A: Review the draft by asking:
- Accuracy: Are facts, terms, and examples correct? Watch for invented citations or errors in specialized content.
- Depth: Does it match the complexity expected for your course level? If it stays descriptive without application or analysis, it needs strengthening.
- Currency: Is the information up to date with current research, standards, or debates in your field?
- Relevance: Does it directly support your course learning outcomes, weekly topics, and assessments?

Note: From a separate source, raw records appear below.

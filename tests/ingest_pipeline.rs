//! End-to-end ingestion tests against an on-disk SQLite store.
//!
//! Drives the replay and live pipelines through the runner with synthetic
//! event sequences and verifies the persisted minute ticks, including
//! replay/live overlap behavior and durability across reopen.

use std::sync::Arc;

use tokio::sync::{mpsc, watch};

use tickfeed::coalesce::LateEventPolicy;
use tickfeed::models::RawQuoteEvent;
use tickfeed::pipeline::{FeedItem, PipelineRunner, PipelineState};
use tickfeed::sink::{QuoteSink, SqliteQuoteSink};
use tickfeed::storage::QuoteStore;

fn event(ts: i64, bid: f64) -> RawQuoteEvent {
    RawQuoteEvent {
        event_time: ts,
        instrument: "BTC-PERPETUAL".to_string(),
        best_bid_price: bid,
        best_bid_amount: 10.0,
        best_ask_price: bid + 0.5,
        best_ask_amount: 20.0,
        raw_payload: None,
    }
}

fn feed_channel(items: Vec<FeedItem>) -> mpsc::Receiver<FeedItem> {
    let (tx, rx) = mpsc::channel(64);
    tokio::spawn(async move {
        for item in items {
            if tx.send(item).await.is_err() {
                break;
            }
        }
    });
    rx
}

#[tokio::test]
async fn replay_and_live_persist_minute_ticks_to_disk() {
    let dir = tempfile::tempdir().unwrap();
    let db_path = dir.path().join("tick_feed.db");
    let db_path = db_path.to_str().unwrap();

    let store = QuoteStore::open(db_path, "deribit").unwrap();
    let sink: Arc<dyn QuoteSink> = Arc::new(SqliteQuoteSink::new(store.clone()));

    let (_shutdown_tx, shutdown_rx) = watch::channel(false);
    let runner = PipelineRunner::new(LateEventPolicy::Drop, shutdown_rx);

    // Replay covers minutes 0-2; live picks up from minute 2 with a
    // different last quote for minute 3.
    let replay = feed_channel(vec![
        Ok(event(1_000, 100.0)),
        Ok(event(59_000, 101.0)),
        Ok(event(61_000, 200.0)),
        Ok(event(121_000, 300.0)),
    ]);
    let live = feed_channel(vec![
        Ok(event(121_000, 300.0)),
        Ok(event(181_000, 400.0)),
    ]);

    let report = runner.run(replay, live, sink).await;
    assert!(report.all_succeeded(), "report: {:?}", report);

    // Replay wrote buckets 0 (last quote 101), 60000, 120000 (flushed).
    // Live coalesced the same values for bucket 120000 (key collision) and
    // flushed bucket 180000.
    assert_eq!(store.row_count().unwrap(), 4);
    assert_eq!(store.rows_for_bucket(0).unwrap(), 1);
    assert_eq!(store.rows_for_bucket(120_000).unwrap(), 1);
    assert_eq!(store.rows_for_bucket(180_000).unwrap(), 1);

    // Rows survive a reopen: durability, not a cache.
    drop(store);
    let reopened = QuoteStore::open(db_path, "deribit").unwrap();
    assert_eq!(reopened.row_count().unwrap(), 4);
}

#[tokio::test]
async fn overlap_with_differing_values_keeps_both_rows() {
    // The store key includes the price/amount fields, so when the two
    // pipelines coalesce different values for the same minute both rows are
    // kept. Only identical coalesced tuples collapse to one row.
    let store = QuoteStore::open_in_memory("deribit").unwrap();
    let sink: Arc<dyn QuoteSink> = Arc::new(SqliteQuoteSink::new(store.clone()));

    let (_shutdown_tx, shutdown_rx) = watch::channel(false);
    let runner = PipelineRunner::new(LateEventPolicy::Drop, shutdown_rx);

    let replay = feed_channel(vec![Ok(event(30_000, 100.0))]);
    let live = feed_channel(vec![Ok(event(59_000, 105.0))]);

    let report = runner.run(replay, live, sink).await;
    assert!(report.all_succeeded());

    assert_eq!(store.rows_for_bucket(0).unwrap(), 2);
}

#[tokio::test]
async fn replay_failure_leaves_live_outcome_intact() {
    let store = QuoteStore::open_in_memory("deribit").unwrap();
    let sink: Arc<dyn QuoteSink> = Arc::new(SqliteQuoteSink::new(store.clone()));

    let (_shutdown_tx, shutdown_rx) = watch::channel(false);
    let runner = PipelineRunner::new(LateEventPolicy::Drop, shutdown_rx);

    let replay = feed_channel(vec![
        Ok(event(1_000, 100.0)),
        Err(tickfeed::pipeline::FeedError::Disconnected(
            "replay api 502".to_string(),
        )),
    ]);
    let live = feed_channel(vec![
        Ok(event(1_000, 100.0)),
        Ok(event(61_000, 200.0)),
    ]);

    let report = runner.run(replay, live, sink).await;

    assert_eq!(report.replay.state, PipelineState::Failed);
    assert_eq!(report.live.state, PipelineState::Completed);
    assert!(!report.all_succeeded());

    // The replay pipeline still flushed its pending bucket before failing,
    // and its values match live's, so minute 0 stays a single row.
    assert_eq!(store.rows_for_bucket(0).unwrap(), 1);
    assert_eq!(store.rows_for_bucket(60_000).unwrap(), 1);
}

- Specificity: Are examples real-world and field-appropriate, or vague and generic?
- Voice and Tone: Is the style professional and academic, not casual or overly broad?
Signs revision is needed:
- Vague, broad, or surface-level explanations
- Missing disciplinary terminology or frameworks
Q: When should I NOT use AI in course development?
A: Limit or avoid AI use in these situations:
- Citations and References: AI can fabricate sources. Always verify reading lists, citations, and resource suggestions.

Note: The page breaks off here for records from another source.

//! Centralized configuration for the harness.
//!
//! Constants live on [`HarnessConfig`]. Environment overrides are read once
//! into [`HarnessSettings`] when a supervisor is built, so lifecycle methods
//! never consult the process environment. Per-instance options live on
//! [`InstanceConfig`].

use std::path::{Path, PathBuf};
use std::time::Duration;

/// Harness-level constants.
pub struct HarnessConfig;

impl HarnessConfig {
    pub const DEFAULT_SERVER_PATH: &'static str = "redis-server";
    pub const LOCALHOST: &'static str = "127.0.0.1";

    // Readiness polling
    pub const READY_POLL_INTERVAL: Duration = Duration::from_millis(100);
    pub const CONNECT_TIMEOUT: Duration = Duration::from_secs(1);

    // Environment overrides
    pub const ENV_VERBOSE: &'static str = "REDIS_VERBOSE";
    pub const ENV_DEBUGGER: &'static str = "REDIS_DEBUGGER";
    pub const ENV_SERVER_PATH: &'static str = "REDIS_PATH";

    /// Name of the dump file used by an instance bound to `port`.
    pub fn dump_file_name(port: u16) -> String {
        format!("dump.{}.rdb", port)
    }
}

/// Overrides taken from the environment, captured once.
#[derive(Debug, Clone, Default, PartialEq, Eq)]
pub struct HarnessSettings {
    /// Inherit the server's stdout instead of capturing it.
    pub verbose: bool,
    /// Wrapper command line (e.g. `gdb --args`) prefixed to the server argv.
    pub debugger: Option<Vec<String>>,
    /// Server executable used when the instance config names none.
    pub server_path: Option<PathBuf>,
}

impl HarnessSettings {
    /// Read overrides from the process environment.
    pub fn from_env() -> Self {
        Self::from_lookup(|key| std::env::var(key).ok())
    }

    /// Read overrides through an arbitrary lookup function.
    ///
    /// `REDIS_VERBOSE` is an integer; any non-zero value enables verbose mode.
    /// When unset, verbose mode follows whether a debugger is configured.
    pub fn from_lookup<F>(lookup: F) -> Self
    where
        F: Fn(&str) -> Option<String>,
    {
        let debugger = lookup(HarnessConfig::ENV_DEBUGGER)
            .map(|line| {
                line.split_whitespace()
                    .map(str::to_string)
                    .collect::<Vec<_>>()
            })
            .filter(|words| !words.is_empty());

        let verbose = match lookup(HarnessConfig::ENV_VERBOSE) {
            Some(value) => value.trim().parse::<i64>().map(|v| v != 0).unwrap_or(false),
            None => debugger.is_some(),
        };

        let server_path = lookup(HarnessConfig::ENV_SERVER_PATH)
            .filter(|p| !p.is_empty())
            .map(PathBuf::from);

        Self {
            verbose,
            debugger,
            server_path,
        }
    }
}

/// Value attached to an extra `--flag`.
#[derive(Debug, Clone, PartialEq, Eq)]
pub enum ArgValue {
    /// A single positional token.
    Single(String),
    /// Several positional tokens, expanded in order after the flag.
    List(Vec<String>),
}

impl ArgValue {
    fn tokens(&self) -> &[String] {
        match self {
            ArgValue::Single(value) => std::slice::from_ref(value),
            ArgValue::List(values) => values,
        }
    }
}

impl From<&str> for ArgValue {
    fn from(value: &str) -> Self {
        ArgValue::Single(value.to_string())
    }
}

impl From<String> for ArgValue {
    fn from(value: String) -> Self {
        ArgValue::Single(value)
    }
}

impl From<&Path> for ArgValue {
    fn from(value: &Path) -> Self {
        ArgValue::Single(value.to_string_lossy().into_owned())
    }
}

impl From<Vec<String>> for ArgValue {
    fn from(values: Vec<String>) -> Self {
        ArgValue::List(values)
    }
}

impl From<Vec<&str>> for ArgValue {
    fn from(values: Vec<&str>) -> Self {
        ArgValue::List(values.into_iter().map(str::to_string).collect())
    }
}

/// Configuration for one disposable server instance.
#[derive(Debug, Clone, Default)]
pub struct InstanceConfig {
    /// Port to listen on. `None` or `Some(0)` allocates an ephemeral port.
    pub port: Option<u16>,
    /// Server executable. Falls back to `REDIS_PATH`, then `redis-server`.
    pub executable: Option<PathBuf>,
    /// Extra `--key value...` pairs, passed in order.
    pub extra_args: Vec<(String, ArgValue)>,
    /// Working directory of the server; the dump file is written here.
    pub working_dir: Option<PathBuf>,
    /// Give up waiting for readiness after this long. `None` waits forever.
    pub ready_timeout: Option<Duration>,
}

impl InstanceConfig {
    /// Create a config that allocates a port and uses the default executable.
    pub fn new() -> Self {
        Self::default()
    }

    /// Set a fixed port.
    pub fn with_port(mut self, port: u16) -> Self {
        self.port = Some(port);
        self
    }

    /// Set the server executable.
    pub fn with_executable(mut self, path: impl AsRef<Path>) -> Self {
        self.executable = Some(path.as_ref().to_path_buf());
        self
    }

    /// Append an extra `--key value...` argument.
    pub fn with_arg(mut self, key: impl Into<String>, value: impl Into<ArgValue>) -> Self {
        self.extra_args.push((key.into(), value.into()));
        self
    }

    /// Set the working directory.
    pub fn with_working_dir(mut self, dir: impl AsRef<Path>) -> Self {
        self.working_dir = Some(dir.as_ref().to_path_buf());
        self
    }

    /// Set the readiness timeout.
    pub fn with_ready_timeout(mut self, timeout: Duration) -> Self {
        self.ready_timeout = Some(timeout);
        self
    }

    /// The port requested by the caller, treating 0 as "allocate".
    pub fn requested_port(&self) -> Option<u16> {
        self.port.filter(|p| *p != 0)
    }

    /// Resolve the executable, honoring the environment override.
    pub fn resolve_executable(&self, settings: &HarnessSettings) -> PathBuf {
        self.executable
            .clone()
            .or_else(|| settings.server_path.clone())
            .unwrap_or_else(|| PathBuf::from(HarnessConfig::DEFAULT_SERVER_PATH))
    }

    /// Expand the extra arguments into `--key v1 v2...` tokens.
    pub fn expand_extra_args(&self) -> Vec<String> {
        let mut args = Vec::new();
        for (key, value) in &self.extra_args {
            args.push(format!("--{}", key));
            args.extend(value.tokens().iter().cloned());
        }
        args
    }
}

- Specialized or Rapidly Evolving Topics: In fields like cybersecurity, healthcare, or law, AI may oversimplify or miss critical updates.
- Ethical, Equity, and Inclusion Content: Discussions about diversity, accessibility, or ethics require expert framing and lived-experience perspectives.
- Sensitive or Regulated Subjects: For topics involving compliance, privacy, or legal standards, rely on SME judgment to ensure accuracy and responsibility.
Q: How do I improve responses that seem superficial?
A:
- Be more specific: Include key terminology, course level, expected depth, and real-world contexts in your prompt.
- Request higher cognitive work: Ask for analysis, evaluation, or synthesis, not just summaries or descriptions.
- Narrow the scope: Break broad prompts into smaller, focused tasks if the AI gives generalized answers.
- Ask for multiple perspectives: Request alternative interpretations, case variations, or disciplinary debates to add depth.